A Evolução dos Direitos Digitais no Oriente Médio e Norte da África: Do Otimismo à Responsabilização Tecnológica
A Primavera Árabe gerou otimismo sobre o potencial da internet, mas os anos subsequentes trouxeram uma compreensão mais pragmática da defesa digital. Este artigo explora a evolução do movimento pelos direitos digitais no Oriente Médio e Norte da África, destacando organizações-chave e os desafios que enfrentam.
A Primavera Árabe foi definida pelo otimismo sobre o potencial da internet, mas os anos que se seguiram foram marcados por uma compreensão mais sóbria do que é necessário para defendê-la.
Em 2011, o termo "direitos digitais" ainda era bastante novo. Embora nas décadas anteriores, as comunidades de código aberto e hacker – assim como um punhado de organizações, incluindo a **EFF** – tivessem defendido as liberdades digitais, foi através da fusão de comunidades díspares de todo o mundo nos anos 2000 que os direitos digitais passaram a ser mais claramente compreendidos como uma extensão dos direitos humanos fundamentais.
Em 2011, observamos que havia apenas algumas organizações focadas em direitos digitais na região.
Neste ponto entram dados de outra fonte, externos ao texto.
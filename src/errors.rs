use thiserror::Error;

use crate::converters::iwb::ConversionError;

/// Represents errors that can occur while converting a UBZ package into an
/// IWB package, including the packaging steps around the conversion itself.
#[derive(Error, Debug)]
pub enum AdaptorError {
    /// The document content could not be converted.
    #[error("Conversion failed: {0}")]
    Conversion(#[from] ConversionError),

    /// Error while reading or writing a zip archive.
    #[error("Archive error: {0}")]
    Archive(#[from] zip::result::ZipError),

    /// Error while reading the JSON configuration.
    #[error("Failed to parse configuration: {0}")]
    Config(#[from] serde_json::Error),

    /// An I/O error occurred, e.g. while creating temporary directories or
    /// writing the output package.
    #[error("I/O error: {0}")]
    IoError(#[from] std::io::Error),

    /// An error indicating invalid input was provided to the adaptor.
    #[error("Invalid input: {0}")]
    InvalidInput(String),
}

/// A type alias for `Result<T, AdaptorError>` for convenience within the crate.
pub type Result<T> = std::result::Result<T, AdaptorError>;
Grupos como [Nawaat](https://nawaat.org/), que emergiu da diáspora tunisiana sob o regime de Ben Ali; a [Arab Digital Expression Foundation](https://home.adef.xyz/), formada para promover o uso criativo da tecnologia; e a [SMEX](https://smex.org/), que foi inicialmente criada para ensinar jornalistas e outros sobre mídias sociais, mas cresceu para se tornar uma força poderosa na região, lideraram o caminho. Desde então, dezenas de organizações surgiram em toda a região para promover a liberdade de expressão, a inovação, a privacidade e a segurança digital.
Compreender como o movimento pelos direitos digitais evoluiu no Oriente Médio e Norte da África requer um olhar mais atento às comunidades que o moldaram e às organizações que continuam a luta hoje. Perspectivas de pessoas e organizações que foram fundamentais nesses esforços oferecem insights críticos sobre como o movimento cresceu e quais desafios estão por vir.
**Reem Almasri**, pesquisadora sênior e consultora de soberania digital, diz que:
> 'Direitos digitais' surgiu como um termo em torno da Primavera Árabe, quando a internet ainda era um espaço bastante não regulamentado, ainda estávamos tentando entender as políticas das empresas de tecnologia e forçar os governos a olhar para a internet como um direito fundamental como água e eletricidade.
>
> Mas então a necessidade de convergir os direitos digitais para os direitos do dia a dia – direitos econômicos, políticos, sociais – e conectá-los à geopolítica começou a ser pensada e discutida. E para não olhar os direitos digitais como um campo separado de tudo o mais que o afeta, do contexto geopolítico.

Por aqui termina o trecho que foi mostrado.